Life-Cide |
"A shroom-induced reading of Fineagans Wake
Had left him concluding his life was a fake."
Had left him concluding his life was a fake."
He
was an astronaut, fully capable, respected among his peers. But he
never went drinking with them after work. He never resolved to retire.
The concept was, to him, a bore. It's not that he didn't have concerns
above and beyond the work place; on the contrary, he could never take it
seriously enough to care about retiring. It was just a thing to keep
him busy, a bad habit, a way to move through space. But he had found it
was not the way to peace. It would never be the way to happiness, this
moving through the motions, this locomotion for the sake of locomoting.
It was unsatisfying food, without taste, without creative presentation. A
poor restaurant with literally no atmosphere.
He had not always felt this way.
He
had picked the book up at the beginning of one of his not-infrequent
psychotropic journeys.
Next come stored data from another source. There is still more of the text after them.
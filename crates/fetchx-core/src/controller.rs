//! Command surface: start, pause, resume, stop, status, acknowledge.
//!
//! At most one job exists, in the store, and at most one loop runs it. The
//! controller serializes commands behind one lock and never writes the store
//! while its own loop is live, except `stop`, which first waits for the loop
//! to exit.

use std::sync::Arc;
use tokio::sync::{broadcast, watch, Mutex};

use crate::control::JobControl;
use crate::events::JobEvent;
use crate::job::{JobSpec, JobSpecError, JobState, JobStatus, PauseReason};
use crate::orchestrator::{Orchestrator, RunExit};
use crate::store::JobStore;

#[derive(Debug, thiserror::Error)]
pub enum ControlError {
    #[error("a job is already {0}; stop it first")]
    JobActive(JobStatus),
    #[error("no active job")]
    NoJob,
    #[error("job is not running")]
    NotRunning,
    #[error("job is not paused")]
    NotPaused,
    #[error("job is not done")]
    NotDone,
    #[error(transparent)]
    InvalidJob(#[from] JobSpecError),
    #[error(transparent)]
    Store(#[from] anyhow::Error),
}

/// Loop launched by this controller.
#[derive(Debug)]
struct ActiveRun {
    control: JobControl,
    exit: watch::Receiver<Option<RunExit>>,
}

impl ActiveRun {
    fn is_live(&self) -> bool {
        self.exit.borrow().is_none() && self.exit.has_changed().is_ok()
    }
}

/// Awaitable end of one launched loop.
#[derive(Debug, Clone)]
pub struct RunHandle {
    exit: watch::Receiver<Option<RunExit>>,
}

impl RunHandle {
    /// Wait for the loop to exit. A loop task that died without reporting
    /// counts as interrupted.
    pub async fn finished(mut self) -> RunExit {
        match self.exit.wait_for(Option::is_some).await {
            Ok(exit) => (*exit).unwrap_or(RunExit::Paused(PauseReason::Interrupted)),
            Err(_) => {
                tracing::error!("job loop ended without reporting");
                RunExit::Paused(PauseReason::Interrupted)
            }
        }
    }
}

#[derive(Debug)]
pub struct JobController {
    orchestrator: Arc<Orchestrator>,
    store: JobStore,
    active: Mutex<Option<ActiveRun>>,
}

impl JobController {
    pub fn new(orchestrator: Arc<Orchestrator>) -> Self {
        let store = orchestrator.store().clone();
        Self {
            orchestrator,
            store,
            active: Mutex::new(None),
        }
    }

    /// Create, persist and launch a new job. A finished job is replaced.
    pub async fn start(&self, query: &str, media_type: &str, target_count: u64) -> Result<RunHandle, ControlError> {
        let spec = JobSpec::new(query, media_type, target_count)?;
        let mut active = self.active.lock().await;
        if active.as_ref().is_some_and(ActiveRun::is_live) {
            return Err(ControlError::JobActive(JobStatus::Running));
        }
        if let Some(existing) = self.store.load().await? {
            if existing.status != JobStatus::Done {
                return Err(ControlError::JobActive(existing.status));
            }
            tracing::info!(query = %existing.query, "replacing finished job");
        }
        let job = JobState::new(spec, self.orchestrator.catalog());
        self.store.save(&job).await?;
        tracing::info!(query = %job.query, media_type = %job.media_type, target = job.target_count, "job started");
        Ok(self.launch(&mut active, job))
    }

    /// Ask the loop to pause and wait until it has persisted the paused job.
    /// A job left `running` by a dead process is paused directly.
    pub async fn pause(&self) -> Result<JobState, ControlError> {
        let mut active = self.active.lock().await;
        let mut signalled = false;
        if let Some(run) = active.take().filter(ActiveRun::is_live) {
            run.control.request_pause();
            RunHandle { exit: run.exit }.finished().await;
            signalled = true;
        }
        let mut job = self.store.load().await?.ok_or(ControlError::NoJob)?;
        match job.status {
            JobStatus::Paused if signalled => Ok(job),
            JobStatus::Running => {
                job.pause(PauseReason::UserRequested);
                self.store.save(&job).await?;
                Ok(job)
            }
            JobStatus::Paused | JobStatus::Done => Err(ControlError::NotRunning),
        }
    }

    /// Reload the persisted job and relaunch the loop.
    pub async fn resume(&self) -> Result<RunHandle, ControlError> {
        let mut active = self.active.lock().await;
        if active.as_ref().is_some_and(ActiveRun::is_live) {
            return Err(ControlError::NotPaused);
        }
        let mut job = self.store.load().await?.ok_or(ControlError::NoJob)?;
        // A `running` job with no live loop here was stranded by a dead process.
        if job.status == JobStatus::Done {
            return Err(ControlError::NotPaused);
        }
        job.set_running();
        self.store.save(&job).await?;
        tracing::info!(query = %job.query, downloaded = job.total_downloaded, "job resumed");
        Ok(self.launch(&mut active, job))
    }

    /// Halt the loop (if any) and discard the job. Returns whether anything was stopped.
    pub async fn stop(&self) -> Result<bool, ControlError> {
        let mut active = self.active.lock().await;
        let mut had_loop = false;
        if let Some(run) = active.take().filter(ActiveRun::is_live) {
            run.control.request_stop();
            RunHandle { exit: run.exit }.finished().await;
            had_loop = true;
        }
        let cleared = self.store.clear().await?;
        if had_loop || cleared {
            tracing::info!("job stopped and discarded");
        }
        Ok(had_loop || cleared)
    }

    /// Persisted snapshot; `None` means no job.
    pub async fn status(&self) -> Result<Option<JobState>, ControlError> {
        Ok(self.store.load().await?)
    }

    /// Unix seconds of the last checkpoint, if a job is stored.
    pub async fn last_saved(&self) -> Result<Option<i64>, ControlError> {
        Ok(self.store.updated_at().await?)
    }

    /// Discard a finished job.
    pub async fn acknowledge(&self) -> Result<JobState, ControlError> {
        let _active = self.active.lock().await;
        let job = self.store.load().await?.ok_or(ControlError::NoJob)?;
        if job.status != JobStatus::Done {
            return Err(ControlError::NotDone);
        }
        self.store.clear().await?;
        Ok(job)
    }

    /// Rewrite a job persisted as `running`, with no live loop in this
    /// controller, as paused with reason `interrupted`.
    pub async fn recover_stranded(&self) -> Result<Option<JobState>, ControlError> {
        let active = self.active.lock().await;
        if active.as_ref().is_some_and(ActiveRun::is_live) {
            return Ok(None);
        }
        let Some(mut job) = self.store.load().await? else {
            return Ok(None);
        };
        if job.status != JobStatus::Running {
            return Ok(None);
        }
        job.pause(PauseReason::Interrupted);
        self.store.save(&job).await?;
        tracing::warn!(query = %job.query, downloaded = job.total_downloaded, "recovered interrupted job");
        Ok(Some(job))
    }

    /// Wait for the current loop, if any, to exit.
    pub async fn wait(&self) -> Option<RunExit> {
        let handle = {
            let active = self.active.lock().await;
            active.as_ref().map(|run| RunHandle { exit: run.exit.clone() })
        };
        match handle {
            Some(handle) => Some(handle.finished().await),
            None => None,
        }
    }

    /// Subscribe to progress and lifecycle notifications.
    pub fn events(&self) -> broadcast::Receiver<JobEvent> {
        self.orchestrator.events().subscribe()
    }

    fn launch(&self, active: &mut Option<ActiveRun>, job: JobState) -> RunHandle {
        let control = JobControl::new();
        let token = control.subscribe();
        let (tx, rx) = watch::channel(None);
        let orchestrator = Arc::clone(&self.orchestrator);
        tokio::spawn(async move {
            let exit = orchestrator.run(job, token).await;
            let _ = tx.send(Some(exit));
        });
        *active = Some(ActiveRun {
            control,
            exit: rx.clone(),
        });
        RunHandle { exit: rx }
    }
}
Far from being ashamed of his penchant for
altered states, he had often credited his success as a scientist with
his nonnative ability to see "outside the lines", to ask questions that
did not occur to others, to suggest solutions to complex issues. It was
these characteristics that enabled him to earn a place on the ship in
the first place. And as he was not especially naturally talented as a
thinker, he credited the presence of the characteristics to enthigens.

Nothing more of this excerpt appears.